Приехав в Рим, Коринна застала у порога своего дома монаха, который попросил разрешения благословить ее жилище, дабы уберечь его от заразы. Коринна дала согласие, и монах окропил все комнаты святой водой, читая молитвы по-латыни. Лорд Нельвиль слегка усмехнулся, глядя на эту церемонию, но Коринна была растрогана.
— Для меня существует какая-то невыразимая прелесть во всех религиозных обрядах, даже если они продиктованы суеверием, — заметила она, — лишь бы это суеверие не было отмечено враждою или нетерпимостью к человеку. Поддержка Неба так нужна, когда какое-нибудь грозное событие нарушает привычное течение жизни. Я полагаю, что люди с возвышенным умом испытывают особенную потребность в помощи свыше.
— Несомненно, подобная потребность существует, — согласился лорд Нельвиль, — но разве таким образом можно ее удовлетворить?

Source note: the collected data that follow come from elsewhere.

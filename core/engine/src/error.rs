//! Error taxonomy for engine operations.
//!
//! Only registration-time failures surface through `Result`; faults raised
//! while processing a hit are converted into [`BreakpointEvent`]s so they
//! can never disrupt the host program's control flow.
//!
//! [`BreakpointEvent`]: crate::events::BreakpointEvent

use thiserror::Error;

use crate::events::Cookie;

/// Errors surfaced synchronously to the debugging agent.
#[derive(Debug, Error)]
#[non_exhaustive]
pub enum DebugError {
    /// Malformed registration input, such as a line that maps to no
    /// statement in the target code unit.
    #[error("invalid argument: {0}")]
    InvalidArgument(String),

    /// The cookie does not identify a live breakpoint. Also raised on a
    /// second clear of the same cookie, which is a caller contract
    /// violation rather than an idempotent no-op.
    #[error("breakpoint cookie {0} not found")]
    NotFound(Cookie),

    /// A condition attempted to mutate program state during evaluation.
    #[error("condition expression attempted to mutate program state")]
    ConditionExpressionMutable,

    /// A quota bucket was exhausted.
    #[error("quota exceeded: {0}")]
    QuotaExceeded(String),

    /// Opaque internal fault.
    #[error("internal error: {0}")]
    Internal(String),
}
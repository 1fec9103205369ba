//! Isolation guard for condition evaluation.
//!
//! A breakpoint condition must be side-effect free. Conditions do not get
//! the raw [`Frame`]; they evaluate against an [`EvalScope`] that exposes
//! reads, rejects every write and disallows unsafe builtin calls outside a
//! small safelist. Any attempt trips a mutation flag on the scope, so a
//! condition that swallows the error is still caught after the fact.
//!
//! Evaluation cost is measured here as wall-clock time and reported to the
//! caller regardless of outcome, so the quota enforcer can charge it.

use std::cell::Cell;
use std::sync::Arc;
use std::time::{Duration, Instant};

use thiserror::Error;

use crate::frame::{Frame, Value};

/// Builtins a condition is allowed to call. Everything else is treated as
/// a potential state mutation.
const SAFE_BUILTINS: &[&str] = &["len", "abs", "str"];

/// Faults raised while evaluating a condition.
#[derive(Debug, Error)]
pub enum EvalError {
    /// The condition attempted to write program state.
    #[error("attempted to mutate `{0}` during condition evaluation")]
    MutationAttempt(String),

    /// The condition invoked a builtin outside the safelist.
    #[error("call to unsafe builtin `{0}` during condition evaluation")]
    UnsafeCall(String),

    /// Any other fault, e.g. a type error inside the guard expression.
    #[error("condition evaluation failed: {0}")]
    Fault(String),
}

/// Executable guard expression attached to a breakpoint.
///
/// Held by shared ownership so the registry and in-flight hit processing
/// can both outlive a concurrent clear.
pub type ConditionExpr = Arc<dyn Fn(&EvalScope<'_>) -> Result<Value, EvalError> + Send + Sync>;

/// Read-only view of a [`Frame`] handed to a condition.
#[derive(Debug)]
pub struct EvalScope<'f> {
    frame: &'f Frame,
    mutated: Cell<bool>,
}

impl<'f> EvalScope<'f> {
    pub(crate) fn new(frame: &'f Frame) -> Self {
        Self {
            frame,
            mutated: Cell::new(false),
        }
    }

    /// Reads a local variable of the paused frame.
    #[must_use]
    pub fn local(&self, name: &str) -> Option<Value> {
        self.frame.local(name).cloned()
    }

    /// Reads a global variable.
    #[must_use]
    pub fn global(&self, name: &str) -> Option<Value> {
        self.frame.global(name).cloned()
    }

    /// Writes are always rejected during condition evaluation.
    pub fn set_local(&self, name: &str, _value: Value) -> Result<(), EvalError> {
        self.mutated.set(true);
        Err(EvalError::MutationAttempt(name.to_owned()))
    }

    /// Writes are always rejected during condition evaluation.
    pub fn set_global(&self, name: &str, _value: Value) -> Result<(), EvalError> {
        self.mutated.set(true);
        Err(EvalError::MutationAttempt(name.to_owned()))
    }

    /// Invokes a builtin. Only the safelisted, known side-effect-free
    /// builtins are allowed; anything else counts as a mutation attempt.
    pub fn call_builtin(&self, name: &str, args: &[Value]) -> Result<Value, EvalError> {
        if !SAFE_BUILTINS.contains(&name) {
            self.mutated.set(true);
            return Err(EvalError::UnsafeCall(name.to_owned()));
        }

        match (name, args) {
            ("len", [Value::Str(s)]) => Ok(Value::Int(s.len() as i64)),
            ("abs", [Value::Int(i)]) => Ok(Value::Int(i.abs())),
            ("str", [v]) => Ok(Value::Str(match v {
                Value::Null => "null".to_owned(),
                Value::Bool(b) => b.to_string(),
                Value::Int(i) => i.to_string(),
                Value::Str(s) => s.clone(),
            })),
            _ => Err(EvalError::Fault(format!("bad arguments to `{name}`"))),
        }
    }

    pub(crate) fn mutated(&self) -> bool {
        self.mutated.get()
    }
}

/// Outcome of one guarded evaluation.
#[derive(Debug)]
pub(crate) enum Outcome {
    /// The condition produced a value; truthiness decides the hit.
    Value(Value),
    /// A state mutation was attempted and evaluation was aborted.
    Mutation,
    /// The condition raised a fault unrelated to mutation.
    Fault(String),
}

/// Evaluates `condition` against `frame` under the isolation guard,
/// returning the outcome and the wall-clock cost of the evaluation.
pub(crate) fn evaluate(condition: &ConditionExpr, frame: &Frame) -> (Outcome, Duration) {
    let started = Instant::now();
    let scope = EvalScope::new(frame);
    let result = condition(&scope);
    let cost = started.elapsed();

    let outcome = if scope.mutated() {
        Outcome::Mutation
    } else {
        match result {
            Ok(value) => Outcome::Value(value),
            Err(EvalError::MutationAttempt(_) | EvalError::UnsafeCall(_)) => Outcome::Mutation,
            Err(EvalError::Fault(message)) => Outcome::Fault(message),
        }
    };

    (outcome, cost)
}
//! Line-interception strategies.
//!
//! The engine can intercept line execution in two ways. Both notify the
//! registry through the identical hit contract, so everything past the
//! interception point is strategy-agnostic. The strategy is selected once
//! when the engine is built and is immutable afterwards; switching after
//! breakpoints exist is unsupported.

use crate::unit::CodeUnit;

/// How line execution is intercepted.
#[derive(Debug, Clone, Copy, PartialEq, Eq)]
pub enum InterceptMode {
    /// Rewrites the executable representation at the target line so that
    /// reaching it transfers control directly to the engine. Overhead is
    /// independent of how many breakpoints exist elsewhere, and patched
    /// locations trigger regardless of thread origin.
    CodePatching,
    /// Piggybacks on the runtime's per-thread line-trace hook. Works
    /// uniformly across all attached threads without mutating executable
    /// state, but pays a constant cost per executed line.
    EmulatedTracing,
}

impl InterceptMode {
    /// Activates interception for a breakpoint at (`unit`, `line`).
    ///
    /// Under code-patching this arms the shared, reference-counted trap
    /// point; under emulated tracing the per-thread hook already covers
    /// every line, so there is nothing to install per unit.
    pub(crate) fn install(self, unit: &CodeUnit, line: u32) {
        if self == Self::CodePatching && unit.arm_trap(line) {
            log::debug!("patched {}:{line}", unit.name());
        }
    }

    /// Deactivates interception installed by [`install`](Self::install).
    /// The original representation is restored exactly once the last
    /// breakpoint on the line is gone.
    pub(crate) fn uninstall(self, unit: &CodeUnit, line: u32) {
        if self == Self::CodePatching && unit.disarm_trap(line) {
            log::debug!("unpatched {}:{line}", unit.name());
        }
    }
}
//! End-to-end tests for breakpoint registration, dispatch and the
//! isolation guard, parameterized across both interception strategies.

mod common;

use std::sync::{Arc, Mutex};

use debuglet_engine::{
    BreakpointEventKind, CodeUnit, ConditionExpr, DebugError, EvalError, Frame, InterceptMode,
    Value,
};
use test_case::test_case;

use common::{Recorder, engine, run_pass};

#[test_case(InterceptMode::CodePatching; "code_patching")]
#[test_case(InterceptMode::EmulatedTracing; "emulated_tracing")]
fn unconditional_breakpoint_hits_once_per_pass(mode: InterceptMode) {
    let engine = engine(mode);
    let unit = CodeUnit::new("app.py:main", [10, 11, 14]);
    let recorder = Recorder::new();

    let cookie = engine
        .set_breakpoint(&unit, 10, None, recorder.handler())
        .unwrap();

    let frame = Frame::new().with_local("n", Value::Int(3));
    for _ in 0..3 {
        run_pass(&engine, &unit, &frame);
    }

    let events = recorder.events();
    assert_eq!(events.len(), 3);
    for event in &events {
        assert_eq!(event.kind, BreakpointEventKind::Hit);
        assert_eq!(event.cookie, cookie);

        let snapshot = event.snapshot.as_ref().expect("hit carries a snapshot");
        assert_eq!(snapshot.unit, "app.py:main");
        assert_eq!(snapshot.line, 10);
        assert_eq!(snapshot.locals, vec![("n".to_owned(), Value::Int(3))]);
    }
}

#[test_case(InterceptMode::CodePatching; "code_patching")]
#[test_case(InterceptMode::EmulatedTracing; "emulated_tracing")]
fn cleared_breakpoint_never_fires_again(mode: InterceptMode) {
    let engine = engine(mode);
    let unit = CodeUnit::new("app.py", [10]);
    let recorder = Recorder::new();

    let cookie = engine
        .set_breakpoint(&unit, 10, None, recorder.handler())
        .unwrap();

    run_pass(&engine, &unit, &Frame::new());
    engine.clear_breakpoint(cookie).unwrap();
    run_pass(&engine, &unit, &Frame::new());

    assert_eq!(recorder.hit_count(), 1);
}

#[test_case(InterceptMode::CodePatching; "code_patching")]
#[test_case(InterceptMode::EmulatedTracing; "emulated_tracing")]
fn clear_of_unknown_cookie_is_not_found(mode: InterceptMode) {
    let engine = engine(mode);
    let unit = CodeUnit::new("app.py", [10]);
    let recorder = Recorder::new();

    let cookie = engine
        .set_breakpoint(&unit, 10, None, recorder.handler())
        .unwrap();

    engine.clear_breakpoint(cookie).unwrap();
    // A second clear of the same cookie is a contract violation, surfaced
    // as NotFound rather than treated as an idempotent no-op.
    assert!(matches!(
        engine.clear_breakpoint(cookie),
        Err(DebugError::NotFound(_))
    ));
}

#[test_case(InterceptMode::CodePatching; "code_patching")]
#[test_case(InterceptMode::EmulatedTracing; "emulated_tracing")]
fn line_without_statement_is_rejected(mode: InterceptMode) {
    let engine = engine(mode);
    let unit = CodeUnit::new("app.py", [10, 11, 14]);
    let recorder = Recorder::new();

    for line in [9, 12, 15] {
        assert!(matches!(
            engine.set_breakpoint(&unit, line, None, recorder.handler()),
            Err(DebugError::InvalidArgument(_))
        ));
        assert!(!engine.has_source_line(&unit, line));
    }
    assert!(engine.has_source_line(&unit, 10));
    assert!(engine.has_source_line(&unit, 14));
}

#[test_case(InterceptMode::CodePatching; "code_patching")]
#[test_case(InterceptMode::EmulatedTracing; "emulated_tracing")]
fn two_breakpoints_on_one_line_fire_in_registration_order(mode: InterceptMode) {
    let engine = engine(mode);
    let unit = CodeUnit::new("app.py", [10]);
    let recorder = Recorder::new();

    let first = engine
        .set_breakpoint(&unit, 10, None, recorder.handler())
        .unwrap();
    let second = engine
        .set_breakpoint(&unit, 10, None, recorder.handler())
        .unwrap();
    assert_ne!(first, second);

    run_pass(&engine, &unit, &Frame::new());

    let events = recorder.events();
    assert_eq!(events.len(), 2);
    assert_eq!(events[0].cookie, first);
    assert_eq!(events[1].cookie, second);

    // Clearing one must leave the other armed.
    engine.clear_breakpoint(first).unwrap();
    run_pass(&engine, &unit, &Frame::new());

    let events = recorder.events();
    assert_eq!(events.len(), 3);
    assert_eq!(events[2].cookie, second);
}

#[test_case(InterceptMode::CodePatching; "code_patching")]
#[test_case(InterceptMode::EmulatedTracing; "emulated_tracing")]
fn falsy_condition_suppresses_the_hit(mode: InterceptMode) {
    let engine = engine(mode);
    let unit = CodeUnit::new("app.py", [10]);
    let recorder = Recorder::new();

    let condition: ConditionExpr = Arc::new(|_| Ok(Value::Bool(false)));
    engine
        .set_breakpoint(&unit, 10, Some(condition), recorder.handler())
        .unwrap();

    run_pass(&engine, &unit, &Frame::new());
    assert!(recorder.events().is_empty());
}

#[test_case(InterceptMode::CodePatching; "code_patching")]
#[test_case(InterceptMode::EmulatedTracing; "emulated_tracing")]
fn truthy_condition_dispatches_with_context(mode: InterceptMode) {
    let engine = engine(mode);
    let unit = CodeUnit::new("app.py", [10]);
    let recorder = Recorder::new();

    let condition: ConditionExpr = Arc::new(|scope| {
        Ok(Value::Bool(matches!(
            scope.local("retries"),
            Some(Value::Int(n)) if n > 2
        )))
    });
    engine
        .set_breakpoint(&unit, 10, Some(condition), recorder.handler())
        .unwrap();

    run_pass(
        &engine,
        &unit,
        &Frame::new().with_local("retries", Value::Int(1)),
    );
    assert!(recorder.events().is_empty());

    run_pass(
        &engine,
        &unit,
        &Frame::new().with_local("retries", Value::Int(5)),
    );
    assert_eq!(recorder.kinds(), vec![BreakpointEventKind::Hit]);
}

#[test_case(InterceptMode::CodePatching; "code_patching")]
#[test_case(InterceptMode::EmulatedTracing; "emulated_tracing")]
fn mutating_condition_reports_and_stays_armed(mode: InterceptMode) {
    let engine = engine(mode);
    let unit = CodeUnit::new("app.py", [10]);
    let recorder = Recorder::new();

    let condition: ConditionExpr = Arc::new(|scope| {
        scope.set_global("hits", Value::Int(1))?;
        Ok(Value::Bool(true))
    });
    engine
        .set_breakpoint(&unit, 10, Some(condition), recorder.handler())
        .unwrap();

    run_pass(&engine, &unit, &Frame::new());
    assert_eq!(
        recorder.kinds(),
        vec![BreakpointEventKind::ConditionExpressionMutable]
    );

    // The occurrence suppressed the hit but did not disable anything.
    run_pass(&engine, &unit, &Frame::new());
    assert_eq!(
        recorder.kinds(),
        vec![
            BreakpointEventKind::ConditionExpressionMutable,
            BreakpointEventKind::ConditionExpressionMutable
        ]
    );
}

#[test_case(InterceptMode::CodePatching; "code_patching")]
#[test_case(InterceptMode::EmulatedTracing; "emulated_tracing")]
fn faulting_condition_reports_error_and_stays_armed(mode: InterceptMode) {
    let engine = engine(mode);
    let unit = CodeUnit::new("app.py", [10]);
    let recorder = Recorder::new();

    let condition: ConditionExpr = Arc::new(|_| Err(EvalError::Fault("type error".into())));
    engine
        .set_breakpoint(&unit, 10, Some(condition), recorder.handler())
        .unwrap();

    run_pass(&engine, &unit, &Frame::new());
    run_pass(&engine, &unit, &Frame::new());
    assert_eq!(
        recorder.kinds(),
        vec![BreakpointEventKind::Error, BreakpointEventKind::Error]
    );
}

#[test_case(InterceptMode::CodePatching; "code_patching")]
#[test_case(InterceptMode::EmulatedTracing; "emulated_tracing")]
fn nested_hit_during_evaluation_is_suppressed(mode: InterceptMode) {
    let engine = engine(mode);
    let outer = CodeUnit::new("outer.py", [10]);
    let inner = CodeUnit::new("inner.py", [5]);
    let outer_recorder = Recorder::new();
    let inner_recorder = Recorder::new();

    engine
        .set_breakpoint(&inner, 5, None, inner_recorder.handler())
        .unwrap();

    // The condition runs interpreted code that reaches the inner
    // breakpoint's line; that nested hit must not be dispatched.
    let nested_engine = Arc::clone(&engine);
    let nested_unit = Arc::clone(&inner);
    let condition: ConditionExpr = Arc::new(move |_| {
        nested_engine.on_line(&nested_unit, 5, &Frame::new());
        Ok(Value::Bool(true))
    });
    engine
        .set_breakpoint(&outer, 10, Some(condition), outer_recorder.handler())
        .unwrap();

    run_pass(&engine, &outer, &Frame::new());

    assert_eq!(outer_recorder.kinds(), vec![BreakpointEventKind::Hit]);
    assert!(inner_recorder.events().is_empty());

    // Outside of an evaluation the inner breakpoint fires normally.
    run_pass(&engine, &inner, &Frame::new());
    assert_eq!(inner_recorder.kinds(), vec![BreakpointEventKind::Hit]);
}

#[test_case(InterceptMode::CodePatching; "code_patching")]
#[test_case(InterceptMode::EmulatedTracing; "emulated_tracing")]
fn clear_between_detection_and_dispatch_is_a_lookup_miss(mode: InterceptMode) {
    let engine = engine(mode);
    let unit = CodeUnit::new("app.py", [10]);
    let victim_recorder = Recorder::new();

    // The first handler clears the victim while the victim's dispatch is
    // already pending for the same line hit; the pending dispatch must
    // degrade to a lookup miss, not a fault.
    let victim_slot: Arc<Mutex<Option<debuglet_engine::Cookie>>> = Arc::new(Mutex::new(None));
    let slot = Arc::clone(&victim_slot);
    let clearing_engine = Arc::clone(&engine);
    engine
        .set_breakpoint(
            &unit,
            10,
            None,
            Arc::new(move |_| {
                if let Some(cookie) = slot.lock().unwrap().take() {
                    clearing_engine.clear_breakpoint(cookie).unwrap();
                }
            }),
        )
        .unwrap();

    let victim = engine
        .set_breakpoint(&unit, 10, None, victim_recorder.handler())
        .unwrap();
    *victim_slot.lock().unwrap() = Some(victim);

    run_pass(&engine, &unit, &Frame::new());
    assert!(victim_recorder.events().is_empty());
}

#[test]
fn unattached_native_thread_is_invisible_to_tracing() {
    let engine = common::detached_engine(InterceptMode::EmulatedTracing);
    let unit = CodeUnit::new("app.py", [10]);
    let recorder = Recorder::new();
    engine
        .set_breakpoint(&unit, 10, None, recorder.handler())
        .unwrap();

    let worker_engine = Arc::clone(&engine);
    let worker_unit = Arc::clone(&unit);
    std::thread::spawn(move || {
        // Not attached yet: the runtime does not know this thread exists.
        run_pass(&worker_engine, &worker_unit, &Frame::new());

        worker_engine.attach_native_thread();
        worker_engine.attach_native_thread(); // idempotent
        run_pass(&worker_engine, &worker_unit, &Frame::new());
    })
    .join()
    .unwrap();

    assert_eq!(recorder.hit_count(), 1);
}

#[test]
fn patched_locations_trigger_regardless_of_thread_origin() {
    let engine = common::detached_engine(InterceptMode::CodePatching);
    let unit = CodeUnit::new("app.py", [10]);
    let recorder = Recorder::new();
    engine
        .set_breakpoint(&unit, 10, None, recorder.handler())
        .unwrap();

    let worker_engine = Arc::clone(&engine);
    let worker_unit = Arc::clone(&unit);
    std::thread::spawn(move || {
        run_pass(&worker_engine, &worker_unit, &Frame::new());
    })
    .join()
    .unwrap();

    assert_eq!(recorder.hit_count(), 1);
}

#[test]
fn disabled_thread_is_skipped_by_tracing() {
    let engine = engine(InterceptMode::EmulatedTracing);
    let unit = CodeUnit::new("app.py", [10]);
    let recorder = Recorder::new();
    engine
        .set_breakpoint(&unit, 10, None, recorder.handler())
        .unwrap();

    engine.disable_debugger_on_current_thread();
    run_pass(&engine, &unit, &Frame::new());
    assert!(recorder.events().is_empty());
}

#[test]
fn disable_is_a_noop_under_code_patching() {
    let engine = engine(InterceptMode::CodePatching);
    let unit = CodeUnit::new("app.py", [10]);
    let recorder = Recorder::new();
    engine
        .set_breakpoint(&unit, 10, None, recorder.handler())
        .unwrap();

    engine.disable_debugger_on_current_thread();
    run_pass(&engine, &unit, &Frame::new());
    assert_eq!(recorder.hit_count(), 1);
}
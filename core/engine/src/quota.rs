//! Quota enforcement for breakpoint processing.
//!
//! Rate limits are expressed as the maximum amount of evaluation time, in
//! microseconds, consumable per rolling one-second window. They are
//! enforced on two levels:
//!
//! 1. A breakpoint that alone contributes half the global rate is
//!    pathological and gets deactivated regardless of the others.
//! 2. If all breakpoints combined cross the global rate, whichever
//!    breakpoint crosses the threshold gets deactivated, bounding the
//!    aggregate overhead independent of breakpoint count.
//!
//! The limits ignore the number of CPUs: the host runtime executes
//! interpreted code under a single-active-thread discipline.

use std::sync::Mutex;
use std::time::{Duration, Instant};

/// Default global condition-evaluation budget: 10ms of evaluation time
/// per second of program execution.
pub const DEFAULT_CONDITION_COST_MICROS: u64 = 10_000;

/// Default budget for the emulated tracer's own per-line bookkeeping.
pub const DEFAULT_EMULATOR_COST_MICROS: u64 = 50_000;

/// Rate constants the engine is built with.
///
/// Captured by the builder but applied lazily, on first breakpoint
/// registration, so values configured at runtime are honored.
#[derive(Debug, Clone, Copy)]
pub struct QuotaConfig {
    /// Global condition-evaluation budget in microseconds per rolling
    /// second, shared across all breakpoints and diagnostic logging. Each
    /// breakpoint's own bucket gets half of this.
    pub condition_cost_micros: u64,
    /// Budget for the emulated tracer's per-line overhead, in
    /// microseconds per rolling second.
    pub emulator_cost_micros: u64,
}

impl Default for QuotaConfig {
    fn default() -> Self {
        Self {
            condition_cost_micros: DEFAULT_CONDITION_COST_MICROS,
            emulator_cost_micros: DEFAULT_EMULATOR_COST_MICROS,
        }
    }
}

#[derive(Debug)]
struct BucketState {
    /// Current fill level in microseconds. Never negative.
    level: f64,
    /// Last time the level was decayed.
    refreshed: Instant,
}

/// Leaky bucket bounding cumulative cost per rolling one-second window.
///
/// The bucket refills continuously rather than resetting in discrete
/// steps, so a consumer that temporarily exceeds the rate recovers once
/// its average cost drops. Charges are serialized through a lock so
/// concurrent deductions cannot lose updates.
#[derive(Debug)]
pub struct LeakyBucket {
    /// Capacity and drain rate, in microseconds per second.
    capacity: f64,
    state: Mutex<BucketState>,
}

impl LeakyBucket {
    /// Creates a bucket holding `capacity_micros` cost units per rolling
    /// one-second window.
    #[must_use]
    pub fn new(capacity_micros: u64) -> Self {
        Self {
            capacity: capacity_micros as f64,
            state: Mutex::new(BucketState {
                level: 0.0,
                refreshed: Instant::now(),
            }),
        }
    }

    /// Charges `cost` against the bucket. Returns `true` while the bucket
    /// stays within capacity, `false` once this charge overflows it.
    ///
    /// The charge is recorded either way; enforcement observes cost after
    /// the fact, it does not preempt.
    pub fn charge(&self, cost: Duration) -> bool {
        let mut state = self.state.lock().unwrap();
        let now = Instant::now();

        let drained = now.duration_since(state.refreshed).as_secs_f64() * self.capacity;
        state.level = (state.level - drained).max(0.0);
        state.refreshed = now;

        state.level += cost.as_secs_f64() * 1_000_000.0;
        state.level <= self.capacity
    }

    /// Current fill level in microseconds, after applying decay.
    #[must_use]
    pub fn level_micros(&self) -> f64 {
        let mut state = self.state.lock().unwrap();
        let now = Instant::now();

        let drained = now.duration_since(state.refreshed).as_secs_f64() * self.capacity;
        state.level = (state.level - drained).max(0.0);
        state.refreshed = now;
        state.level
    }
}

— Я никогда не отказываюсь от молитвы, — ответила Коринна, — которую хотят со мной разделить, кто бы мне ее ни предложил.
— Вы правы! — сказал лорд Нельвиль и дал кошелек с деньгами для раздачи бедным старому робкому монаху, который удалился, благословляя их обоих.
Как только друзья Коринны узнали о ее приезде, они поспешили ее посетить. Никто не выразил удивления, что она вернулась, не став женой лорда Нельвиля, во всяком случае никто не спросил, что помешало этому союзу. Все были так рады ее увидеть, что не могли ни о чем другом думать. Коринна старалась казаться такою, какой была прежде, но это ей не удавалось; она любовалась прекрасными произведениями искусства, доставлявшими ей раньше такое наслаждение, но ко всем ее ощущениям примешивалась глубокая печаль. Она прогуливалась то в садах виллы Боргезе, то у гробницы Цецилии Метеллы, но вид этих, прежде столь любимых, мест теперь причинял ей боль; она уже не предавалась той сладостной мечтательности, когда воспоминание о быстротечности земных благ придает им еще больше прелести. Ею владела одна неотвязная тягостная мысль; природа, которая говорит невнятным языком, не приносит нам утешения, когда мы объяты подлинным горем.